Goal: A better, more efficient Educational System
that utilizes American Strengths and Values. Education is too important to America’s future to not be treated as a national issue.

a. Funding Equalization

– Equalization of K4/K5/1-12 funding.
– Federal per-pupil education vouchers.

b. Customized Individual Programs for every student

– Idea Based upon Special Ed IEP (individual Education Program)
– Year round programs.

c. Mass Customization:

– Multitudes of choices, options, styles, sizes, variety, niches, and possibilities in education service delivery.
– Let a hundred experiments bloom. Replicate what works, and junk what doesn’t

d. Private system with strict public accountability

– Charter Schools everywhere for everybody (essentially a mega-charter school system)
– Choice
– Public Reporting and auditing (academic and financial).
– Need an Internet based, system that is like eBay or Amazon.com’s feedback system, crossed with consumer reports that is available to all, with education service consumers reporting on education service providers with infrastructure provided by regional government sponsored enterprises (GSE). Have several GSE (5-15). They can be geographically unique areas of responsibility for first three years. After that they can compete with each other. Eventually they would consolidate into 3-5 GSE.
– Zero tolerance for troublemakers (the real troublemakers, not those that are the victims of the troublemakers). Create alternate environments for the bad apples.
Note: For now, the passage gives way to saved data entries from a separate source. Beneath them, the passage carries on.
use weft_jobs::{JobHandle, JobScheduler};

use crate::error::StreamResult;

/// A stream a driver or system owns and maintains each pass.
///
/// Object-safe so a node can hold streams of different instance types.
pub trait ManagedStream: Send + Sync {
    fn label(&self) -> &str;

    /// Schedule this pass's consolidation behind `depends_on`.
    fn consolidate(&self, depends_on: &JobHandle, scheduler: &JobScheduler) -> StreamResult<JobHandle>;

    /// Wait for outstanding users and release the stream's storage.
    fn dispose(&self) -> StreamResult<()>;
}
e. Professional Excellence

– No Residency rules for teachers, staff and administrators.

– Pay teachers more, pay also for performance in exchange for accountability
1. Increase pay 40% – 60%
2. Additional bonus pay on performance
– Value-added metrics
– Whole-school metrics
– Peer-review
– 360-student review
– Job security and tenure goes away
– To transition, make this a parallel personnel system. All new teachers go into the new system, along with any old teachers who want to.
– The USA needs the education profession equivalent of the IEEE (either a new
organization or an organization morphed from former national teachers unions)
– Grow a new teaching culture
– Apprenticeships for new teachers. Structure the first two-years of teaching like an internship in medicine, with the new teacher consulting with a master teacher and receiving constant feedback, ongoing advice, regular evaluation, advice, and
further development.
– Career-long professional development programs to nurture and stimulate great teachers.
– Alternative Paths to teacher certification.
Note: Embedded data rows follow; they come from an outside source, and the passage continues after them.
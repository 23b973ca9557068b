//! Foundation types for weft.
//!
//! Every other weft crate depends on `weft-types`. The types here identify
//! instances as they move between streams, drivers, and cancellation sets.
//!
//! # Key Types
//!
//! - [`OwnerKey`] — Host-assigned key of the record that owns an instance
//! - [`DriverContext`] — Small per-system byte identifying the driver an instance came from
//! - [`InstanceId`] — Owner key + origin context; the unit of cancellation and dedup
//! - [`Instance`] — A payload tagged with its [`InstanceId`]

pub mod error;
pub mod identity;
pub mod instance;

pub use error::TypeError;
pub use identity::{DriverContext, InstanceId, OwnerKey};
pub use instance::Instance;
f. Basic skills for all students demonstrated with a federally sponsored American Primary Education Certification and American Secondary Education Certification.

– Learning how to learn
– American Civics, Democracy, and Citizenship
– History & Moral philosophy
– Ethics
– Lifetime fitness, nutrition, and wellness
– Basic skills: reading, writing, mathematics, and science
– Academics
– Job skills
– Communication, rhetoric, and logic
– Economics,statistics and personal finance
– Life-long learning, creativity, and problem-solving skills
– Organizing and Leadership
– Personal time & task management
– First aid, life saving, and emergency preparedness
– Fine Arts performance and appreciation
– Conflict resolution and self-defense
– Legal system basics (see examples from http://www.streetlaw.org)
– No teaching of creation science (or “Intelligent Design” or whatever else it is called) and other idiotarian pseudo-sciences as science.

I would vote for any candidate that signed onto something like this.

Update: I think some of the teacher pay stuff was inspired by a book caleld the 2% solution (or perhaps I just heard an interview with the author).

Update 11/6/2008: Teaching service delivery will most likely need to adopt an industrial model (at least in some options) to get gains in productivity and efficiency.